Autre raison pour laquelle vous ne devriez pas féliciter quelqu’un d’avoir perdu du poids: la personne est peut-être en cours de guérison et ce compliment anéantit ses efforts. Moi qui avais torturé mon corps pendant des années pour être considérée comme une belle femme, je n’avais pas besoin d’être encouragée. J’avais besoin d’une sieste.

Et si la personne que vous félicitez souffre toujours d’un trouble alimentaire et a besoin d’aide plutôt que d’encouragements?

À la fin de mon adolescence, alors que je me débattais avec mes troubles du comportement alimentaire, une professeure m’a interpellée dans le couloir pour me confier que mes camarades de classe trouvaient que j’étais devenue très belle et m’a affirmé que je devais être fière d’avoir atteint mon poids idéal.

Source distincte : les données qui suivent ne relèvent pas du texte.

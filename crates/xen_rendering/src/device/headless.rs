//! # Headless Device
//!
//! A [`GraphicsDevice`] with real bookkeeping and no GPU behind it. Object
//! names, bindings, attachments and errors behave like a driver would; the
//! only thing missing is pixels. Runs the whole engine in tests and CI.

use std::collections::HashMap;
use std::time::{Duration, Instant};

use xen_core::{BufferId, FramebufferId, GpuResource, ResourceReleaser, TextureId};

use super::{
    release_resource, Attachment, DeviceStats, GraphicsDevice, IndexType, PrimitiveMode,
    TextureDesc, TextureTarget, Viewport,
};
use crate::error::DeviceError;

/// One recorded driver call.
#[derive(Clone, Debug, PartialEq)]
pub enum DeviceCall {
    /// `create_buffers`.
    CreateBuffers(Vec<BufferId>),
    /// `upload_buffer`.
    UploadBuffer {
        /// Target buffer.
        buffer: BufferId,
        /// Bytes uploaded.
        bytes: usize,
    },
    /// `delete_buffers`.
    DeleteBuffers(Vec<BufferId>),
    /// `create_textures`.
    CreateTextures(Vec<TextureId>),
    /// `bind_texture`.
    BindTexture(TextureId, TextureTarget),
    /// `delete_textures`.
    DeleteTextures(Vec<TextureId>),
    /// `create_framebuffers`.
    CreateFramebuffers(Vec<FramebufferId>),
    /// `attach_texture`.
    AttachTexture {
        /// Target framebuffer.
        framebuffer: FramebufferId,
        /// Attachment point.
        attachment: Attachment,
        /// Attached texture.
        texture: TextureId,
    },
    /// `bind_framebuffer`.
    BindFramebuffer(Option<FramebufferId>),
    /// `delete_framebuffers`.
    DeleteFramebuffers(Vec<FramebufferId>),
    /// `set_viewport`.
    SetViewport(Viewport),
    /// `clear`.
    Clear([f32; 4]),
    /// `draw_elements`.
    DrawElements {
        /// Primitive mode.
        mode: PrimitiveMode,
        /// Index count.
        count: u32,
        /// Index width.
        index_type: IndexType,
        /// Byte offset.
        offset: usize,
    },
}

/// Bookkeeping-only graphics device.
#[derive(Debug, Default)]
pub struct HeadlessDevice {
    /// Last name handed out (names start at 1; 0 means "none").
    last_name: u32,
    buffers: HashMap<BufferId, usize>,
    textures: HashMap<TextureId, TextureDesc>,
    framebuffers: HashMap<FramebufferId, Vec<(Attachment, TextureId)>>,
    bound_framebuffer: Option<FramebufferId>,
    bound_textures: HashMap<TextureTarget, TextureId>,
    viewport: Viewport,
    /// Max live objects before creation fails with `OutOfMemory`.
    object_budget: Option<usize>,
    pending_error: Option<DeviceError>,
    timer_started: Option<Instant>,
    calls: Vec<DeviceCall>,
    draw_calls: u64,
}

impl HeadlessDevice {
    /// Creates a device with no object limit.
    #[must_use]
    pub fn new() -> Self {
        Self::default()
    }

    /// Caps the number of live objects; creation past the cap raises
    /// [`DeviceError::OutOfMemory`].
    #[must_use]
    pub fn with_object_budget(mut self, budget: usize) -> Self {
        self.object_budget = Some(budget);
        self
    }

    /// Raises `error` as if the last call had failed.
    pub fn inject_error(&mut self, error: DeviceError) {
        self.raise(error);
    }

    /// Live buffer count.
    #[must_use]
    pub fn live_buffers(&self) -> usize {
        self.buffers.len()
    }

    /// Live texture count.
    #[must_use]
    pub fn live_textures(&self) -> usize {
        self.textures.len()
    }

    /// Live framebuffer count.
    #[must_use]
    pub fn live_framebuffers(&self) -> usize {
        self.framebuffers.len()
    }

    /// All live objects.
    #[must_use]
    pub fn live_objects(&self) -> usize {
        self.live_buffers() + self.live_textures() + self.live_framebuffers()
    }

    /// Returns true if `resource` names a live object.
    #[must_use]
    pub fn is_live(&self, resource: GpuResource) -> bool {
        match resource {
            GpuResource::Buffer(id) => self.buffers.contains_key(&id),
            GpuResource::Texture(id) => self.textures.contains_key(&id),
            GpuResource::Framebuffer(id) => self.framebuffers.contains_key(&id),
        }
    }

    /// Storage of a live texture.
    #[must_use]
    pub fn texture_desc(&self, texture: TextureId) -> Option<TextureDesc> {
        self.textures.get(&texture).copied()
    }

    /// Attachments of a live framebuffer.
    #[must_use]
    pub fn attachments(&self, framebuffer: FramebufferId) -> &[(Attachment, TextureId)] {
        self.framebuffers
            .get(&framebuffer)
            .map(Vec::as_slice)
            .unwrap_or(&[])
    }

    /// Currently bound framebuffer (`None` = default).
    #[must_use]
    pub fn bound_framebuffer(&self) -> Option<FramebufferId> {
        self.bound_framebuffer
    }

    /// Current viewport.
    #[must_use]
    pub fn viewport(&self) -> Viewport {
        self.viewport
    }

    /// Number of `draw_elements` calls so far.
    #[must_use]
    pub fn draw_calls(&self) -> u64 {
        self.draw_calls
    }

    /// Recorded calls, oldest first.
    #[must_use]
    pub fn calls(&self) -> &[DeviceCall] {
        &self.calls
    }

    /// Takes the recorded calls, leaving the log empty.
    pub fn take_calls(&mut self) -> Vec<DeviceCall> {
        std::mem::take(&mut self.calls)
    }

    fn raise(&mut self, error: DeviceError) {
        tracing::trace!("headless device error: {}", error);
        // First error sticks until checked.
        if self.pending_error.is_none() {
            self.pending_error = Some(error);
        }
    }

    fn reserve(&mut self, count: usize) -> bool {
        if let Some(budget) = self.object_budget {
            let live = self.live_objects();
            if live + count > budget {
                self.raise(DeviceError::OutOfMemory {
                    requested: count,
                    live,
                });
                return false;
            }
        }
        true
    }

    fn next_names(&mut self, count: usize) -> impl Iterator<Item = u32> {
        let first = self.last_name + 1;
        // Never wraps back onto live names.
        self.last_name = self
            .last_name
            .saturating_add(u32::try_from(count).unwrap_or(u32::MAX));
        first..=self.last_name
    }
}

impl ResourceReleaser for HeadlessDevice {
    fn release(&mut self, resource: GpuResource) {
        release_resource(self, resource);
    }
}

impl GraphicsDevice for HeadlessDevice {
    fn name(&self) -> &str {
        "headless"
    }

    fn create_buffers(&mut self, count: usize) -> Vec<BufferId> {
        let ids: Vec<BufferId> = if self.reserve(count) {
            self.next_names(count).map(BufferId).collect()
        } else {
            Vec::new()
        };
        for &id in &ids {
            self.buffers.insert(id, 0);
        }
        self.calls.push(DeviceCall::CreateBuffers(ids.clone()));
        ids
    }

    fn upload_buffer(&mut self, buffer: BufferId, data: &[u8]) {
        self.calls.push(DeviceCall::UploadBuffer {
            buffer,
            bytes: data.len(),
        });
        match self.buffers.get_mut(&buffer) {
            Some(size) => *size = data.len(),
            None => self.raise(DeviceError::InvalidHandle {
                kind: "buffer",
                name: buffer.raw(),
            }),
        }
    }

    fn delete_buffers(&mut self, buffers: &[BufferId]) {
        for id in buffers {
            self.buffers.remove(id);
        }
        self.calls.push(DeviceCall::DeleteBuffers(buffers.to_vec()));
    }

    fn create_textures(&mut self, count: usize, desc: TextureDesc) -> Vec<TextureId> {
        let ids: Vec<TextureId> = if self.reserve(count) {
            self.next_names(count).map(TextureId).collect()
        } else {
            Vec::new()
        };
        for &id in &ids {
            self.textures.insert(id, desc);
        }
        self.calls.push(DeviceCall::CreateTextures(ids.clone()));
        ids
    }

    fn bind_texture(&mut self, texture: TextureId, target: TextureTarget) {
        self.calls.push(DeviceCall::BindTexture(texture, target));
        if self.textures.contains_key(&texture) {
            self.bound_textures.insert(target, texture);
        } else {
            self.raise(DeviceError::InvalidHandle {
                kind: "texture",
                name: texture.raw(),
            });
        }
    }

    fn delete_textures(&mut self, textures: &[TextureId]) {
        for id in textures {
            self.textures.remove(id);
            self.bound_textures.retain(|_, bound| *bound != *id);
        }
        self.calls.push(DeviceCall::DeleteTextures(textures.to_vec()));
    }

    fn create_framebuffers(&mut self, count: usize) -> Vec<FramebufferId> {
        let ids: Vec<FramebufferId> = if self.reserve(count) {
            self.next_names(count).map(FramebufferId).collect()
        } else {
            Vec::new()
        };
        for &id in &ids {
            self.framebuffers.insert(id, Vec::new());
        }
        self.calls.push(DeviceCall::CreateFramebuffers(ids.clone()));
        ids
    }

    fn attach_texture(&mut self, framebuffer: FramebufferId, attachment: Attachment, texture: TextureId) {
        self.calls.push(DeviceCall::AttachTexture {
            framebuffer,
            attachment,
            texture,
        });

        let Some(desc) = self.textures.get(&texture).copied() else {
            self.raise(DeviceError::InvalidHandle {
                kind: "texture",
                name: texture.raw(),
            });
            return;
        };
        if desc.format.is_depth() != matches!(attachment, Attachment::Depth) {
            self.raise(DeviceError::InvalidOperation(format!(
                "{:?} texture cannot be attached at {:?}",
                desc.format, attachment
            )));
            return;
        }
        match self.framebuffers.get_mut(&framebuffer) {
            Some(slots) => {
                slots.retain(|(at, _)| *at != attachment);
                slots.push((attachment, texture));
            }
            None => self.raise(DeviceError::InvalidHandle {
                kind: "framebuffer",
                name: framebuffer.raw(),
            }),
        }
    }

    fn bind_framebuffer(&mut self, framebuffer: Option<FramebufferId>) {
        self.calls.push(DeviceCall::BindFramebuffer(framebuffer));
        match framebuffer {
            Some(id) if !self.framebuffers.contains_key(&id) => {
                self.raise(DeviceError::InvalidHandle {
                    kind: "framebuffer",
                    name: id.raw(),
                });
            }
            _ => self.bound_framebuffer = framebuffer,
        }
    }

    fn delete_framebuffers(&mut self, framebuffers: &[FramebufferId]) {
        for id in framebuffers {
            self.framebuffers.remove(id);
            if self.bound_framebuffer == Some(*id) {
                self.bound_framebuffer = None;
            }
        }
        self.calls.push(DeviceCall::DeleteFramebuffers(framebuffers.to_vec()));
    }

    fn set_viewport(&mut self, viewport: Viewport) {
        self.calls.push(DeviceCall::SetViewport(viewport));
        self.viewport = viewport;
    }

    fn clear(&mut self, color: [f32; 4]) {
        self.calls.push(DeviceCall::Clear(color));
    }

    fn draw_elements(&mut self, mode: PrimitiveMode, count: u32, index_type: IndexType, offset: usize) {
        self.calls.push(DeviceCall::DrawElements {
            mode,
            count,
            index_type,
            offset,
        });
        if offset % index_type.size() != 0 {
            self.raise(DeviceError::InvalidOperation(format!(
                "index offset {offset} not aligned to {index_type:?}"
            )));
            return;
        }
        self.draw_calls += 1;
    }

    fn begin_timer_query(&mut self) {
        if self.timer_started.is_some() {
            self.raise(DeviceError::InvalidOperation(
                "timer query already active".to_string(),
            ));
            return;
        }
        self.timer_started = Some(Instant::now());
    }

    fn end_timer_query(&mut self) -> Option<Duration> {
        self.timer_started.take().map(|start| start.elapsed())
    }

    fn check_error(&mut self) -> Option<DeviceError> {
        self.pending_error.take()
    }

    fn stats(&self) -> DeviceStats {
        DeviceStats {
            buffers: self.buffers.len(),
            textures: self.textures.len(),
            framebuffers: self.framebuffers.len(),
            draw_calls: self.draw_calls,
        }
    }
}

#[cfg(test)]
mod tests {
    use super::*;
    use crate::device::TextureFormat;

    #[test]
    fn test_names_are_unique_across_kinds() {
        let mut device = HeadlessDevice::new();
        let buffers = device.create_buffers(2);
        let textures = device.create_textures(1, TextureDesc::color(4, 4));
        assert_eq!(buffers, vec![BufferId(1), BufferId(2)]);
        assert_eq!(textures, vec![TextureId(3)]);
        assert_eq!(device.live_objects(), 3);
    }

    #[test]
    fn test_delete_is_idempotent() {
        let mut device = HeadlessDevice::new();
        let ids = device.create_buffers(1);
        device.delete_buffers(&ids);
        device.delete_buffers(&ids);
        assert_eq!(device.live_buffers(), 0);
        assert!(device.check_error().is_none());
    }

    #[test]
    fn test_invalid_handle_is_reported_once() {
        let mut device = HeadlessDevice::new();
        device.bind_texture(TextureId(99), TextureTarget::Texture2D);
        device.upload_buffer(BufferId(98), &[0; 4]);

        // First error sticks.
        assert_eq!(
            device.check_error(),
            Some(DeviceError::InvalidHandle {
                kind: "texture",
                name: 99
            })
        );
        assert!(device.check_error().is_none());
    }

    #[test]
    fn test_attachment_kind_is_validated() {
        let mut device = HeadlessDevice::new();
        let fb = device.create_framebuffers(1)[0];
        let color = device.create_textures(1, TextureDesc::color(8, 8))[0];
        let depth = device.create_textures(1, TextureDesc::depth(8, 8))[0];

        device.attach_texture(fb, Attachment::Color(0), color);
        device.attach_texture(fb, Attachment::Depth, depth);
        assert!(device.check_error().is_none());
        assert_eq!(device.attachments(fb).len(), 2);

        device.attach_texture(fb, Attachment::Color(0), depth);
        assert!(matches!(
            device.check_error(),
            Some(DeviceError::InvalidOperation(_))
        ));
        assert_eq!(
            device.texture_desc(depth).map(|d| d.format),
            Some(TextureFormat::Depth32Float)
        );
    }

    #[test]
    fn test_budget_raises_out_of_memory() {
        let mut device = HeadlessDevice::new().with_object_budget(2);
        assert_eq!(device.create_buffers(2).len(), 2);
        assert!(device.create_buffers(1).is_empty());
        assert_eq!(
            device.check_error(),
            Some(DeviceError::OutOfMemory {
                requested: 1,
                live: 2
            })
        );
    }

    #[test]
    fn test_release_dispatches_by_kind() {
        let mut device = HeadlessDevice::new();
        let fb = device.create_framebuffers(1)[0];
        device.bind_framebuffer(Some(fb));
        device.release(GpuResource::Framebuffer(fb));
        assert!(!device.is_live(GpuResource::Framebuffer(fb)));
        assert_eq!(device.bound_framebuffer(), None);
    }

    #[test]
    fn test_timer_query_measures() {
        let mut device = HeadlessDevice::new();
        assert!(device.end_timer_query().is_none());
        device.begin_timer_query();
        std::thread::sleep(Duration::from_millis(2));
        assert!(device.end_timer_query().unwrap() >= Duration::from_millis(2));
    }
}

Ce qu’elle ne savait pas, c’est que je ne consommais que 500 calories par jour, que je mâchais des chewing-gums sans sucre pour éviter la faim, que j’étais toujours au bord de l’évanouissement et que mes règles s’étaient arrêtées six mois auparavant parce que j’étais sous-alimentée. Je n’avais pas besoin qu’on encourage ma maladie. J’avais besoin qu’on me sauve de moi-même.

Article initialement publié sur le site du Huffpost américain.